> _WHAT YOU SHOULD DO_
Identify, in the records below, every line where the string "ChannelizerSection" appears, and copy each such line.

Data entries:

use crate::channel::{ChainSettings, ChannelizerOptions, ManagerOptions, Mode};
use crate::codec::SampleFormat;
use crate::dsp::window::WindowKind;
use crate::receiver::ReceiverOptions;
use crate::reconstructor::{self, FftParams, ReconstructorConfig};
use anyhow::Context;
use serde::Deserialize;
use std::path::{Path, PathBuf};

#[derive(Debug, Clone, Default, Deserialize)]
pub struct Config {
    #[serde(default)]
    pub server: Server,
    pub input: Input,
    #[serde(default)]
    pub audio: Audio,
    #[serde(default)]
    pub channels: Channels,
    #[serde(default)]
    pub channelizer: ChannelizerSection,
    #[serde(default)]
    pub spectrum: Spectrum,
    #[serde(default)]
    pub history: History,
}

#[derive(Debug, Clone, Deserialize)]
pub struct Server {
    #[serde(default = "default_port")]
    pub port: u16,
    #[serde(default = "default_host")]
    pub host: String,
}

#[derive(Debug, Clone, Deserialize)]
pub struct Input {
    pub sps: i64,
    #[serde(default)]
    pub frequency: i64,
    #[serde(default = "default_decimation")]
    pub decimation: usize,
    #[serde(default = "default_block_size")]
    pub block_size: usize,
    pub driver: InputDriver,
}

#[derive(Debug, Clone, Deserialize)]
#[serde(tag = "kind")]
pub enum InputDriver {
    #[serde(rename = "stdin")]
    Stdin { format: SampleFormat },
    #[serde(rename = "file")]
    File(FileDriver),
    #[serde(rename = "null")]
    Null,
}

#[derive(Debug, Clone, Deserialize)]
pub struct FileDriver {
    pub path: PathBuf,
    pub format: SampleFormat,
    /// Wall-clock timestamp of the first sample, in ms.
    #[serde(default)]
    pub start_ms: i64,
    /// Pace reads at the sample rate instead of as fast as possible.
    #[serde(default = "default_realtime")]
    pub realtime: bool,
}

#[derive(Debug, Clone, Deserialize)]
pub struct Audio {
    #[serde(default = "default_audio_sps")]
    pub sps: i64,
    #[serde(default = "default_audio_gain")]
    pub gain: f32,
}

#[derive(Debug, Clone, Deserialize)]
pub struct Channels {
    #[serde(default = "default_max_channels")]
    pub max: usize,
    #[serde(default)]
    pub defaults: ChannelDefaults,
}

#[derive(Debug, Clone, Deserialize)]
pub struct ChannelDefaults {
    #[serde(default = "default_mode")]
    pub mode: String,
    #[serde(default)]
    pub offset: f64,
    /// Passband edges in Hz; the mode's defaults when absent.
    #[serde(default)]
    pub filter_low: Option<i32>,
    #[serde(default)]
    pub filter_high: Option<i32>,
    #[serde(default = "default_squelch")]
    pub squelch: f32,
}

#[derive(Debug, Clone, Deserialize)]
pub struct ChannelizerSection {
    #[serde(default = "default_true")]
    pub enabled: bool,
    #[serde(default = "default_target_rate")]
    pub target_rate: f64,
    /// Sub-band count; derived from `target_rate` when absent.
    #[serde(default)]
    pub decimation: Option<usize>,
    #[serde(default = "default_oversample")]
    pub oversample: usize,
    #[serde(default)]
    pub window: WindowKind,
    #[serde(default = "default_taps_per_band")]
    pub taps_per_band: usize,
    /// 0 picks half the hardware threads.
    #[serde(default)]
    pub threads: usize,
}

#[derive(Debug, Clone, Deserialize)]
pub struct Spectrum {
    #[serde(default = "default_fft_size")]
    pub fft_size: usize,
    #[serde(default)]
    pub window: WindowKind,
    #[serde(default = "default_buffer_ms")]
    pub buffer_ms: u32,
}

#[derive(Debug, Clone, Deserialize)]
pub struct History {
    /// Recording to rebuild history from; the file input when absent.
    #[serde(default)]
    pub path: Option<PathBuf>,
    #[serde(default)]
    pub format: Option<SampleFormat>,
    #[serde(default)]
    pub start_ms: Option<i64>,
    #[serde(default)]
    pub threads: usize,
    #[serde(default = "default_fft_size")]
    pub fft_size: usize,
    #[serde(default = "default_history_oversample")]
    pub oversample: usize,
    #[serde(default = "default_history_window")]
    pub window: WindowKind,
    #[serde(default = "default_lines")]
    pub lines: usize,
    #[serde(default = "default_ms_per_line")]
    pub ms_per_line: f64,
}

fn default_port() -> u16 {
    9100
}
fn default_host() -> String {
    "127.0.0.1".to_string()
}
fn default_decimation() -> usize {
    1
}
fn default_block_size() -> usize {
    16_384
}
fn default_realtime() -> bool {
    true
}
fn default_audio_sps() -> i64 {
    48_000
}
fn default_audio_gain() -> f32 {
    1.0
}
fn default_max_channels() -> usize {
    32
}
fn default_mode() -> String {
    "AM".to_string()
}
fn default_squelch() -> f32 {
    crate::channel::chain::SQUELCH_OPEN_DB
}
fn default_true() -> bool {
    true
}
fn default_target_rate() -> f64 {
    96_000.0
}
fn default_oversample() -> usize {
    2
}
fn default_taps_per_band() -> usize {
    8
}
fn default_fft_size() -> usize {
    2048
}
fn default_buffer_ms() -> u32 {
    500
}
fn default_history_oversample() -> usize {
    4
}
fn default_history_window() -> WindowKind {
    WindowKind::BlackmanHarris
}
fn default_lines() -> usize {
    512
}
fn default_ms_per_line() -> f64 {
    100.0
}

impl Default for Server {
    fn default() -> Self {
        Self {
            port: default_port(),
            host: default_host(),
        }
    }
}

impl Default for Input {
    fn default() -> Self {
        Self {
            sps: 2_048_000,
            frequency: 100_000_000,
            decimation: default_decimation(),
            block_size: default_block_size(),
            driver: InputDriver::Null,
        }
    }
}

impl Default for Audio {
    fn default() -> Self {
        Self {
            sps: default_audio_sps(),
            gain: default_audio_gain(),
        }
    }
}

impl Default for Channels {
    fn default() -> Self {
        Self {
            max: default_max_channels(),
            defaults: ChannelDefaults::default(),
        }
    }
}

impl Default for ChannelDefaults {
    fn default() -> Self {
        Self {
            mode: default_mode(),
            offset: 0.0,
            filter_low: None,
            filter_high: None,
            squelch: default_squelch(),
        }
    }
}

impl Default for ChannelizerSection {
    fn default() -> Self {
        Self {
            enabled: default_true(),
            target_rate: default_target_rate(),
            decimation: None,
            oversample: default_oversample(),
            window: WindowKind::default(),
            taps_per_band: default_taps_per_band(),
            threads: 0,
        }
    }
}

impl Default for Spectrum {
    fn default() -> Self {
        Self {
            fft_size: default_fft_size(),
            window: WindowKind::default(),
            buffer_ms: default_buffer_ms(),
        }
    }
}

impl Default for History {
    fn default() -> Self {
        Self {
            path: None,
            format: None,
            start_ms: None,
            threads: 0,
            fft_size: default_fft_size(),
            oversample: default_history_oversample(),
            window: default_history_window(),
            lines: default_lines(),
            ms_per_line: default_ms_per_line(),
        }
    }
}

pub fn load_from_file(path: &Path) -> anyhow::Result<Config> {
    let raw = std::fs::read_to_string(path).with_context(|| format!("read {}", path.display()))?;
    let cfg: Config =
        serde_json::from_str(&raw).with_context(|| format!("parse {}", path.display()))?;
    cfg.validate()
        .with_context(|| format!("validate {}", path.display()))?;
    Ok(cfg)
}

/// Values derived from [`Config`] that the receiver, history and server consume.
#[derive(Debug, Clone)]
pub struct Runtime {
    pub input_rate: f64,
    pub channel_rate: f64,
    pub center_hz: f64,
    pub receiver: ReceiverOptions,
    pub channelizer_threads: usize,
    pub history: Option<ReconstructorConfig>,
    pub waterfall_lines: usize,
    pub ms_per_line: f64,
}

impl Config {
    pub fn validate(&self) -> anyhow::Result<()> {
        anyhow::ensure!(self.input.sps > 0, "input.sps must be > 0");
        anyhow::ensure!(self.input.decimation >= 1, "input.decimation must be >= 1");
        anyhow::ensure!(self.input.block_size > 0, "input.block_size must be > 0");
        anyhow::ensure!(self.audio.sps > 0, "audio.sps must be > 0");
        let channel_rate = self.input.sps as f64 / self.input.decimation as f64;
        anyhow::ensure!(
            self.audio.sps as f64 <= channel_rate,
            "audio.sps ({}) must be <= the decimated input rate ({channel_rate} Hz)",
            self.audio.sps
        );
        anyhow::ensure!(self.channels.max >= 1, "channels.max must be >= 1");
        anyhow::ensure!(
            Mode::parse(&self.channels.defaults.mode).is_some(),
            "channels.defaults.mode {:?} is not a known mode",
            self.channels.defaults.mode
        );
        if let (Some(low), Some(high)) = (
            self.channels.defaults.filter_low,
            self.channels.defaults.filter_high,
        ) {
            anyhow::ensure!(
                high > low,
                "channels.defaults.filter_high must be > channels.defaults.filter_low"
            );
        }

        let ch = &self.channelizer;
        anyhow::ensure!(ch.target_rate > 0.0, "channelizer.target_rate must be > 0");
        anyhow::ensure!(ch.oversample >= 1, "channelizer.oversample must be >= 1");
        anyhow::ensure!(ch.taps_per_band >= 1, "channelizer.taps_per_band must be >= 1");
        if let Some(bands) = ch.decimation {
            anyhow::ensure!(
                bands >= 2 && bands % ch.oversample == 0,
                "channelizer.decimation must be >= 2 and a multiple of channelizer.oversample"
            );
        }

        anyhow::ensure!(
            self.spectrum.fft_size.is_power_of_two(),
            "spectrum.fft_size must be power of two"
        );
        anyhow::ensure!(self.spectrum.buffer_ms > 0, "spectrum.buffer_ms must be > 0");

        let h = &self.history;
        anyhow::ensure!(
            h.fft_size.is_power_of_two(),
            "history.fft_size must be power of two"
        );
        anyhow::ensure!(h.oversample >= 1, "history.oversample must be >= 1");
        anyhow::ensure!(h.lines >= 1, "history.lines must be >= 1");
        anyhow::ensure!(
            h.ms_per_line.is_finite(),
            "history.ms_per_line must be a finite number"
        );
        Ok(())
    }

    pub fn runtime(&self) -> anyhow::Result<Runtime> {
        self.validate()?;
        let input_rate = self.input.sps as f64;
        let channel_rate = input_rate / self.input.decimation as f64;

        let defaults = &self.channels.defaults;
        let mode = Mode::parse(&defaults.mode)
            .with_context(|| format!("unknown mode {:?}", defaults.mode))?;
        let mut first = ChainSettings::for_mode(mode);
        if let Some(low) = defaults.filter_low {
            first.filter_low = low;
        }
        if let Some(high) = defaults.filter_high {
            first.filter_high = high;
        }
        first.squelch_db = defaults.squelch;

        let channelizer_threads = match self.channelizer.threads {
            0 => reconstructor::default_threads(),
            n => n,
        };

        let file = match &self.input.driver {
            InputDriver::File(f) => Some(f),
            _ => None,
        };
        let input_format = match &self.input.driver {
            InputDriver::File(f) => Some(f.format),
            InputDriver::Stdin { format } => Some(*format),
            InputDriver::Null => None,
        };

        let manager = ManagerOptions {
            capacity: self.channels.max,
            input_rate: channel_rate,
            audio_rate: self.audio.sps as f64,
            audio_gain: self.audio.gain,
            input_format,
            channelizer: ChannelizerOptions {
                enabled: self.channelizer.enabled,
                target_rate: self.channelizer.target_rate,
                bands: self.channelizer.decimation,
                oversample: self.channelizer.oversample,
                window: self.channelizer.window,
                taps_per_band: self.channelizer.taps_per_band,
            },
            threads: channelizer_threads,
            first_channel: first,
            first_offset_hz: defaults.offset,
        };

        let h = &self.history;
        let history_path = h.path.clone().or_else(|| file.map(|f| f.path.clone()));
        let history_format = h.format.or_else(|| file.map(|f| f.format));
        let base_ms = h
            .start_ms
            .or_else(|| file.map(|f| f.start_ms))
            .unwrap_or(0);
        let history = match (history_path, history_format) {
            (Some(path), Some(format)) => Some(ReconstructorConfig {
                path: Some(path),
                format,
                sample_rate: input_rate,
                threads: h.threads,
                fft: FftParams {
                    size: h.fft_size,
                    oversample: h.oversample,
                    window: h.window,
                },
                base_ms,
            }),
            _ => None,
        };

        Ok(Runtime {
            input_rate,
            channel_rate,
            center_hz: self.input.frequency as f64,
            receiver: ReceiverOptions {
                decimation: self.input.decimation,
                block_size: self.input.block_size,
                spectrum_buffer_ms: self.spectrum.buffer_ms,
                spectrum_window: self.spectrum.window,
                manager,
            },
            channelizer_threads,
            history,
            waterfall_lines: h.lines,
            ms_per_line: h.ms_per_line,
        })
    }
}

> _WRITTEN ANSWER_
    pub channelizer: ChannelizerSection,
pub struct ChannelizerSection {
impl Default for ChannelizerSection {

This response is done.